*** Opening of DATA TO PROCESS ***
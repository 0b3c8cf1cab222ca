#![allow(dead_code)]

use std::collections::BTreeMap;
use std::fs::{self, File};
use std::io::{BufReader, Read};
use std::path::{Path, PathBuf};

/// Header of the raw Harvey export: a leading unnamed index column, then ID, Time, Tweet and counters.
pub const HARVEY_HEADER: &str = ",ID,Time,Tweet,Retweets,Likes,Replies";

/// One well-formed raw row. The body contains a comma to exercise quoting.
pub fn raw_row(i: usize, time: &str) -> String {
    format!(
        "{i},{},{time},\"Tweet {i}, about the storm\",{},{},{}",
        900_000 + i,
        i % 7,
        i % 13,
        i % 3
    )
}

/// Raw CSV with `n` rows per `(date, n)` entry, timestamps spread over the day.
pub fn raw_csv(days: &[(&str, usize)]) -> String {
    let mut out = String::from(HARVEY_HEADER);
    out.push('\n');
    let mut i = 0usize;
    for (date, n) in days {
        for k in 0..*n {
            let time = format!("{date} {:02}:{:02}:{:02}", k % 24, k % 60, (k * 7) % 60);
            out.push_str(&raw_row(i, &time));
            out.push('\n');
            i += 1;
        }
    }
    out
}

/// Write `content` to `<dir>/<name>` and return the path.
pub fn write_file(dir: &Path, name: &str, content: &[u8]) -> PathBuf {
    fs::create_dir_all(dir).unwrap();
    let p = dir.join(name);
    fs::write(&p, content).unwrap();
    p
}

/// Parse CSV text with a header into one map per row.
pub fn parse_csv_rows(text: &str) -> Vec<BTreeMap<String, String>> {
    let mut rdr = csv::Reader::from_reader(text.as_bytes());
    let headers = rdr.headers().unwrap().clone();
    rdr.records()
        .map(|r| {
            let r = r.unwrap();
            headers.iter().zip(r.iter()).map(|(h, v)| (h.to_string(), v.to_string())).collect()
        })
        .collect()
}

pub fn read_csv_rows(path: &Path) -> Vec<BTreeMap<String, String>> {
    parse_csv_rows(&fs::read_to_string(path).unwrap())
}

pub fn csv_header(path: &Path) -> Vec<String> {
    let mut rdr = csv::Reader::from_path(path).unwrap();
    rdr.headers().unwrap().iter().map(str::to_string).collect()
}

pub fn read_json_array(path: &Path) -> Vec<serde_json::Value> {
    let r = BufReader::new(File::open(path).unwrap());
    serde_json::from_reader(r).unwrap()
}

/// Decompress a `.zst` file into a string.
pub fn decompress_zst(path: &Path) -> String {
    let f = File::open(path).unwrap();
    let mut dec = zstd::stream::read::Decoder::new(f).unwrap();
    let mut s = String::new();
    dec.read_to_string(&mut s).unwrap();
    s
}

/// All regular files under `dir`, relative, sorted.
pub fn list_files(dir: &Path) -> Vec<String> {
    fn walk(base: &Path, dir: &Path, out: &mut Vec<String>) {
        let Ok(rd) = fs::read_dir(dir) else { return };
        for e in rd.flatten() {
            let p = e.path();
            if p.is_dir() {
                walk(base, &p, out);
            } else {
                out.push(p.strip_prefix(base).unwrap().to_string_lossy().replace('\\', "/"));
            }
        }
    }
    let mut out = Vec::new();
    walk(dir, dir, &mut out);
    out.sort();
    out
}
*** Close of DATA TO PROCESS ***
TASK TO COMPLETE
All of the lines above are to be restated word for word.

EXPECTED ANSWER
repository 0b3c8cf1cab222ca
#![allow(dead_code)]

use std::collections::BTreeMap;
use std::fs::{self, File};
use std::io::{BufReader, Read};
use std::path::{Path, PathBuf};

/// Header of the raw Harvey export: a leading unnamed index column, then ID, Time, Tweet and counters.
pub const HARVEY_HEADER: &str = ",ID,Time,Tweet,Retweets,Likes,Replies";

/// One well-formed raw row. The body contains a comma to exercise quoting.
pub fn raw_row(i: usize, time: &str) -> String {
    format!(
        "{i},{},{time},\"Tweet {i}, about the storm\",{},{},{}",
        900_000 + i,
        i % 7,
        i % 13,
        i % 3
    )
}

/// Raw CSV with `n` rows per `(date, n)` entry, timestamps spread over the day.
pub fn raw_csv(days: &[(&str, usize)]) -> String {
    let mut out = String::from(HARVEY_HEADER);
    out.push('\n');
    let mut i = 0usize;
    for (date, n) in days {
        for k in 0..*n {
            let time = format!("{date} {:02}:{:02}:{:02}", k % 24, k % 60, (k * 7) % 60);
            out.push_str(&raw_row(i, &time));
            out.push('\n');
            i += 1;
        }
    }
    out
}

/// Write `content` to `<dir>/<name>` and return the path.
pub fn write_file(dir: &Path, name: &str, content: &[u8]) -> PathBuf {
    fs::create_dir_all(dir).unwrap();
    let p = dir.join(name);
    fs::write(&p, content).unwrap();
    p
}

/// Parse CSV text with a header into one map per row.
pub fn parse_csv_rows(text: &str) -> Vec<BTreeMap<String, String>> {
    let mut rdr = csv::Reader::from_reader(text.as_bytes());
    let headers = rdr.headers().unwrap().clone();
    rdr.records()
        .map(|r| {
            let r = r.unwrap();
            headers.iter().zip(r.iter()).map(|(h, v)| (h.to_string(), v.to_string())).collect()
        })
        .collect()
}

pub fn read_csv_rows(path: &Path) -> Vec<BTreeMap<String, String>> {
    parse_csv_rows(&fs::read_to_string(path).unwrap())
}

pub fn csv_header(path: &Path) -> Vec<String> {
    let mut rdr = csv::Reader::from_path(path).unwrap();
    rdr.headers().unwrap().iter().map(str::to_string).collect()
}

pub fn read_json_array(path: &Path) -> Vec<serde_json::Value> {
    let r = BufReader::new(File::open(path).unwrap());
    serde_json::from_reader(r).unwrap()
}

/// Decompress a `.zst` file into a string.
pub fn decompress_zst(path: &Path) -> String {
    let f = File::open(path).unwrap();
    let mut dec = zstd::stream::read::Decoder::new(f).unwrap();
    let mut s = String::new();
    dec.read_to_string(&mut s).unwrap();
    s
}

/// All regular files under `dir`, relative, sorted.
pub fn list_files(dir: &Path) -> Vec<String> {
    fn walk(base: &Path, dir: &Path, out: &mut Vec<String>) {
        let Ok(rd) = fs::read_dir(dir) else { return };
        for e in rd.flatten() {
            let p = e.path();
            if p.is_dir() {
                walk(base, &p, out);
            } else {
                out.push(p.strip_prefix(base).unwrap().to_string_lossy().replace('\\', "/"));
            }
        }
    }
    let mut out = Vec::new();
    walk(dir, dir, &mut out);
    out.sort();
    out
}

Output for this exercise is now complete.